> **Your instructions**
Count how many lines hold "RecordKind" in the records, and respond with that number by itself.

(Records from a collection)
"""

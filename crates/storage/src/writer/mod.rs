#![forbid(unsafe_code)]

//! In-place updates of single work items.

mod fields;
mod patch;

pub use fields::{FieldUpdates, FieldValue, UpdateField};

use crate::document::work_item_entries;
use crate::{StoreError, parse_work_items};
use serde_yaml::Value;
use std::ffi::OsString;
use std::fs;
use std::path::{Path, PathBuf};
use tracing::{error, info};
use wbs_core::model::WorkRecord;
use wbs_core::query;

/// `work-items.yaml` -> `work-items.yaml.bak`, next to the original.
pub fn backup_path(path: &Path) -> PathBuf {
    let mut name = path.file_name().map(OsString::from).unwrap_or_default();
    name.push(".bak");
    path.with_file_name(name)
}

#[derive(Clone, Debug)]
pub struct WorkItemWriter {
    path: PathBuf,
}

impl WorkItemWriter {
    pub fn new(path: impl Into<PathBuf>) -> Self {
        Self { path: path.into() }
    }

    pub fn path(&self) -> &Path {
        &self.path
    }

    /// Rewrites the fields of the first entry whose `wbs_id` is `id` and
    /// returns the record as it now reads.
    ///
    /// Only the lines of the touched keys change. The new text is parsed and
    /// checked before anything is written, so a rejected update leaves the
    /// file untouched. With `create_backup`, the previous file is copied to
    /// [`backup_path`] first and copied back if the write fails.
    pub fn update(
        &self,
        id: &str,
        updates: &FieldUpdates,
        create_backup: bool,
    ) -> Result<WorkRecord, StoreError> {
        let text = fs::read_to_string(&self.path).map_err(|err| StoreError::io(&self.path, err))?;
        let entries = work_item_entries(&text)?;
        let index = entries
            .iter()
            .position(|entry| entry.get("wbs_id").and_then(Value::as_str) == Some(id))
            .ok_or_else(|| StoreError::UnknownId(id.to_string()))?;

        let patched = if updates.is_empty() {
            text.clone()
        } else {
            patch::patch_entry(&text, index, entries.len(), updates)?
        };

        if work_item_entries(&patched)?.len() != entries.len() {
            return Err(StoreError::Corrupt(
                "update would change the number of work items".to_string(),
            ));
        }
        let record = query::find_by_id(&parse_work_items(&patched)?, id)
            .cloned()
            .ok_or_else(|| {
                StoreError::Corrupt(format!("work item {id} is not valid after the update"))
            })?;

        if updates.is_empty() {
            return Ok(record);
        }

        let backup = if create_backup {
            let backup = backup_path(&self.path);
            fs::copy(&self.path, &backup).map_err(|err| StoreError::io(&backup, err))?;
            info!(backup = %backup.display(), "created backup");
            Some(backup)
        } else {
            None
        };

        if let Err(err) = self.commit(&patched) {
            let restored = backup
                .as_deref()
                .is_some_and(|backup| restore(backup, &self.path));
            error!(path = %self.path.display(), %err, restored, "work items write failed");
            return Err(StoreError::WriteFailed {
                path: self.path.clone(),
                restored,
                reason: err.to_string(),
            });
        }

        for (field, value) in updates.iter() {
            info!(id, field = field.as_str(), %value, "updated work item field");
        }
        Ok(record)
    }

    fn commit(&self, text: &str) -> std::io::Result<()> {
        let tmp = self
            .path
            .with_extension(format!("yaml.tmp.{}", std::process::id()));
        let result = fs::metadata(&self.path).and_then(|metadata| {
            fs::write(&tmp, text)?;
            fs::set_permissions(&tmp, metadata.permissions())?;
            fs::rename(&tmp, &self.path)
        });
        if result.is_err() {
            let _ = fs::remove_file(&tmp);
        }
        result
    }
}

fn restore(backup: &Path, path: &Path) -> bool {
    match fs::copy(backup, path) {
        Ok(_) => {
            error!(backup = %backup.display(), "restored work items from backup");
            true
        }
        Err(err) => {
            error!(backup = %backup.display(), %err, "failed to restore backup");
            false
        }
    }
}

"""
"""

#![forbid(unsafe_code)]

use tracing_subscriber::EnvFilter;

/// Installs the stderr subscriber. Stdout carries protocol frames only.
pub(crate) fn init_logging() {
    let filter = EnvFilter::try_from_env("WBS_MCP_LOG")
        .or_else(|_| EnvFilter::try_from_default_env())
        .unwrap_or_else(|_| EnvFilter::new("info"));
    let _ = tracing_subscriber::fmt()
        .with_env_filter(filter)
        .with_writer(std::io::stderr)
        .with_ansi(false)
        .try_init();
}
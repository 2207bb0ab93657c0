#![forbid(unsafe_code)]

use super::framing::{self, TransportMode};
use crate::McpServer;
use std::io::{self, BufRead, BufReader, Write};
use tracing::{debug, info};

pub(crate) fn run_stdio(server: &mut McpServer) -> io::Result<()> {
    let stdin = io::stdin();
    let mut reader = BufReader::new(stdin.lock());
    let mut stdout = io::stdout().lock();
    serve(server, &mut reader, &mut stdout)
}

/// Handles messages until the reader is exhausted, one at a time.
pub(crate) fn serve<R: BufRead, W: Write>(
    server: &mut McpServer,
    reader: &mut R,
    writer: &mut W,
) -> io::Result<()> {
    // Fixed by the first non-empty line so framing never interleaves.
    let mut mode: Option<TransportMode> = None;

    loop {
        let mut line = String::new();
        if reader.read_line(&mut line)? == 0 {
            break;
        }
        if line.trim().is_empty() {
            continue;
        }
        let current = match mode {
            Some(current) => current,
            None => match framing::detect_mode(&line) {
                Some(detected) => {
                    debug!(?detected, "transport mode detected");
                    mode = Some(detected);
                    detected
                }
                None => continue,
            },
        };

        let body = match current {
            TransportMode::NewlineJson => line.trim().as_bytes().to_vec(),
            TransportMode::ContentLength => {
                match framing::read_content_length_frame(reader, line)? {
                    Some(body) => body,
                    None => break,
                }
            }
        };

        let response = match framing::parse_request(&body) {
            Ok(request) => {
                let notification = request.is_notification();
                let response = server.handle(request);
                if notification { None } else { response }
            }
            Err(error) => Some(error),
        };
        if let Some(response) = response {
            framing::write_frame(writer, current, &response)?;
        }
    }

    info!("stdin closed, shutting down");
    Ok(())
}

"""
"""

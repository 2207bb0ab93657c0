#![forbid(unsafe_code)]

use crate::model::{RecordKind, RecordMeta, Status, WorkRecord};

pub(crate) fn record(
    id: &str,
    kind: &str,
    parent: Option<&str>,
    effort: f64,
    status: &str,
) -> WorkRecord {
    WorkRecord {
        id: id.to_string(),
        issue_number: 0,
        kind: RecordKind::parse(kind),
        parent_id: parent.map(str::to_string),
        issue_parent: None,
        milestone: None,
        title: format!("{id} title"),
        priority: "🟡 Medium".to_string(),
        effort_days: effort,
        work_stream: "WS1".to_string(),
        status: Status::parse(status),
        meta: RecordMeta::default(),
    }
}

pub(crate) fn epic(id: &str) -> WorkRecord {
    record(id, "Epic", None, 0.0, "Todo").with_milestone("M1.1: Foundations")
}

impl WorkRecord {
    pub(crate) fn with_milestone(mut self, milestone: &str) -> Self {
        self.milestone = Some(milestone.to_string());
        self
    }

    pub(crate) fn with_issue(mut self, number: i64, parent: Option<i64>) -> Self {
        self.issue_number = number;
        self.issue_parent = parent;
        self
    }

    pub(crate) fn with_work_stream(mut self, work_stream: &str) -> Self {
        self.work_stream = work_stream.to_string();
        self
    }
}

"""

> **Task result**
2